TASK TO CARRY OUT:
Beginning at the top of the material, repeat each line exactly, and stop once the line with "polls, and the" has been written.

DATA PROVIDED:
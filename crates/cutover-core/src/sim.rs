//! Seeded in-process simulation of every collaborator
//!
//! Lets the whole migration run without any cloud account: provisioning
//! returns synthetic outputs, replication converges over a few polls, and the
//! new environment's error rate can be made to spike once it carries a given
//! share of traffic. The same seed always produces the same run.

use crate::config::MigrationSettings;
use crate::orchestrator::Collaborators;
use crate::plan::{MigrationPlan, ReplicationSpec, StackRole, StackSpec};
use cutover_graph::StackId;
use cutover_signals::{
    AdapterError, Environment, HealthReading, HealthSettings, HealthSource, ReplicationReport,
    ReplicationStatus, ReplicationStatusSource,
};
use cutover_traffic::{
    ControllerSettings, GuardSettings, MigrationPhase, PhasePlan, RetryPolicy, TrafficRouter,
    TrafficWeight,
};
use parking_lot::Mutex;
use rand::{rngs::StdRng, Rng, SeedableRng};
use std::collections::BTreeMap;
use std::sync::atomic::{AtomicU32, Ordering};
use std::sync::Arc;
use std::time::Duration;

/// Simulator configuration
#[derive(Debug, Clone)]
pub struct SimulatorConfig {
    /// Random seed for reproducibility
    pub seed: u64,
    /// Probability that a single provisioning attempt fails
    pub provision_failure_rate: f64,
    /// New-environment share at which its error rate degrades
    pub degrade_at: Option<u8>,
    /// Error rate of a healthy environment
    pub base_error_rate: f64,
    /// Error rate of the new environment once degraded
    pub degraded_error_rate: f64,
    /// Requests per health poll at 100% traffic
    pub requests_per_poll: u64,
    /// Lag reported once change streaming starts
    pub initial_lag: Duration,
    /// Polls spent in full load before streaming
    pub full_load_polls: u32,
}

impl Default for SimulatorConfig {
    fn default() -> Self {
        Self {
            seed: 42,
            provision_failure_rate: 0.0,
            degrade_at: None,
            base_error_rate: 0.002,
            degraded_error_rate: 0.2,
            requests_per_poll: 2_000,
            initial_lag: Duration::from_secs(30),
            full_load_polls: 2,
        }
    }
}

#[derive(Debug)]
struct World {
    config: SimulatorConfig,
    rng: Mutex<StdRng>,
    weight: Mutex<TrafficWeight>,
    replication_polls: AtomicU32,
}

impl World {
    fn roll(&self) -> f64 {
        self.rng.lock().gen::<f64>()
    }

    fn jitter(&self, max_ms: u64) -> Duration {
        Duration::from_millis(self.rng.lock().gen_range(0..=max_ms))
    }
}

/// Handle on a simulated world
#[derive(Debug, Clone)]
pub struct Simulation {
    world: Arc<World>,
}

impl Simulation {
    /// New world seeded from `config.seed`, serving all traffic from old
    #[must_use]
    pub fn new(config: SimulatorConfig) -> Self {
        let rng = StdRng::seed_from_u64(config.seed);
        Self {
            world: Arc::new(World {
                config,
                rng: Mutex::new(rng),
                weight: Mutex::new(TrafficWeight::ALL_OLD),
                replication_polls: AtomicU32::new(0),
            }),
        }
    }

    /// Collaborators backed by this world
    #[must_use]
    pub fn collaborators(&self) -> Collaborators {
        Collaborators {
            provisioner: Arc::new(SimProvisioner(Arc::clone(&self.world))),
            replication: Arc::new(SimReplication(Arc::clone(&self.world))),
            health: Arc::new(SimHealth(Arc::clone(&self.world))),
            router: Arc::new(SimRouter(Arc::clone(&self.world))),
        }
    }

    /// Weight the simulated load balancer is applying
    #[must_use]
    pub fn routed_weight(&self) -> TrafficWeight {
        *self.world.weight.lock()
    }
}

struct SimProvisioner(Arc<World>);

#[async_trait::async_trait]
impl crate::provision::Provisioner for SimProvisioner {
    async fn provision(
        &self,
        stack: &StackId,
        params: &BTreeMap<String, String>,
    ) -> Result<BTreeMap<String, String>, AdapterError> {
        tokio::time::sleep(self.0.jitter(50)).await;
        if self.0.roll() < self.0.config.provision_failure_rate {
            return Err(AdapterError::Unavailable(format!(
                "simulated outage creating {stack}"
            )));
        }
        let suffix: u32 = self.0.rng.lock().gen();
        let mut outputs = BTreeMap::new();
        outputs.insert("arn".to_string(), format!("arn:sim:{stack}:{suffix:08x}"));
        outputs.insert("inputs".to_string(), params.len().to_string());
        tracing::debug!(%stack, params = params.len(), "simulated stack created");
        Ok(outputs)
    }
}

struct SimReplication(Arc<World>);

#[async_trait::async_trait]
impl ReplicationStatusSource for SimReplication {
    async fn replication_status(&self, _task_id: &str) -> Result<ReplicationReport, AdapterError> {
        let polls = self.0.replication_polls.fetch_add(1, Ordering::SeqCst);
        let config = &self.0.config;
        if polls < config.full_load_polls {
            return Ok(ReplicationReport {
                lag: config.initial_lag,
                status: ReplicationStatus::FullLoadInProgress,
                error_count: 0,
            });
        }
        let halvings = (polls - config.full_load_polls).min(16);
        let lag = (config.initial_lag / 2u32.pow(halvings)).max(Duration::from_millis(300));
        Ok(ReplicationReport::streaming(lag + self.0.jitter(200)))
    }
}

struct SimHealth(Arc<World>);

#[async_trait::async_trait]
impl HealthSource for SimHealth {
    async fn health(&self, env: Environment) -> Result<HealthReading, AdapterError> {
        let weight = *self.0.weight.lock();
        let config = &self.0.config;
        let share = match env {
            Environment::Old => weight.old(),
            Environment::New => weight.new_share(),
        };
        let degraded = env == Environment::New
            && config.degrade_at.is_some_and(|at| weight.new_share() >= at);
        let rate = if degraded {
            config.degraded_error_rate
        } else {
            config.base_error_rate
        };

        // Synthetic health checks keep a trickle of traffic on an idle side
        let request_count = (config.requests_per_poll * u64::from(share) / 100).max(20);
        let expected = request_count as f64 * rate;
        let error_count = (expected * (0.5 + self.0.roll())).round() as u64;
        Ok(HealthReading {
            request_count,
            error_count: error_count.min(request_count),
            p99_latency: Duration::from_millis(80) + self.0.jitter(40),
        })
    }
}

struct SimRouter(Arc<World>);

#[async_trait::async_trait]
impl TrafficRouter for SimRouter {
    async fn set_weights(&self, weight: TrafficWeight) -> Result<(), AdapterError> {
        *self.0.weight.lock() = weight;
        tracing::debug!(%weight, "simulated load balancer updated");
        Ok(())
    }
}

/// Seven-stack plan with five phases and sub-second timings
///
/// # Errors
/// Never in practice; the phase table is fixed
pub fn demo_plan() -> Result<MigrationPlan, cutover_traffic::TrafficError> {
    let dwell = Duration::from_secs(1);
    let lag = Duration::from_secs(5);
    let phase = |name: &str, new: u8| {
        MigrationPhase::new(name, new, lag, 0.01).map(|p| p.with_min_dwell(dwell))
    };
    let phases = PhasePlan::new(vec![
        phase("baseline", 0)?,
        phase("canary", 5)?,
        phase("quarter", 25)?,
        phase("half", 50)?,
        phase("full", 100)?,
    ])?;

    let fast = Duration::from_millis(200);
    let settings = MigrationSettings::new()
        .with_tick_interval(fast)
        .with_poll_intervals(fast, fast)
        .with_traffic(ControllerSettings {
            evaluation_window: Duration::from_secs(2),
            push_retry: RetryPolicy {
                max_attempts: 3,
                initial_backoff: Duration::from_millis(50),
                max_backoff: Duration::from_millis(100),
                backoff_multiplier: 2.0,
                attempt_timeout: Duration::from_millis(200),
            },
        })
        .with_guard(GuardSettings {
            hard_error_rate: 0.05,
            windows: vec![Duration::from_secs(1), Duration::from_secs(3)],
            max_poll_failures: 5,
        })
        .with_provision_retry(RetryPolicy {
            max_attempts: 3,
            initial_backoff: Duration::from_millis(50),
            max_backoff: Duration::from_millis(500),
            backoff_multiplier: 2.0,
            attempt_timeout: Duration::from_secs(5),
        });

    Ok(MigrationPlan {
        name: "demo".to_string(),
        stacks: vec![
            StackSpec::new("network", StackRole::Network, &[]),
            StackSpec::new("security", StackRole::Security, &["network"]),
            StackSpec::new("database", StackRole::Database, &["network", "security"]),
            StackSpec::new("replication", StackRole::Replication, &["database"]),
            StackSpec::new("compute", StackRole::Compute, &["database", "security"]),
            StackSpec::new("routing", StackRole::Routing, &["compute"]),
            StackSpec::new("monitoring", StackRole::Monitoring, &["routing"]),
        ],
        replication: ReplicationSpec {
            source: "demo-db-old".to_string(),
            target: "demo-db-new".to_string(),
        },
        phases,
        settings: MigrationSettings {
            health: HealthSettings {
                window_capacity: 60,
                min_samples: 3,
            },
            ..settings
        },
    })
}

RESPONSE BELOW:
filename crates/cutover-core/src/sim.rs
//! Seeded in-process simulation of every collaborator
//!
//! Lets the whole migration run without any cloud account: provisioning
//! returns synthetic outputs, replication converges over a few polls, and the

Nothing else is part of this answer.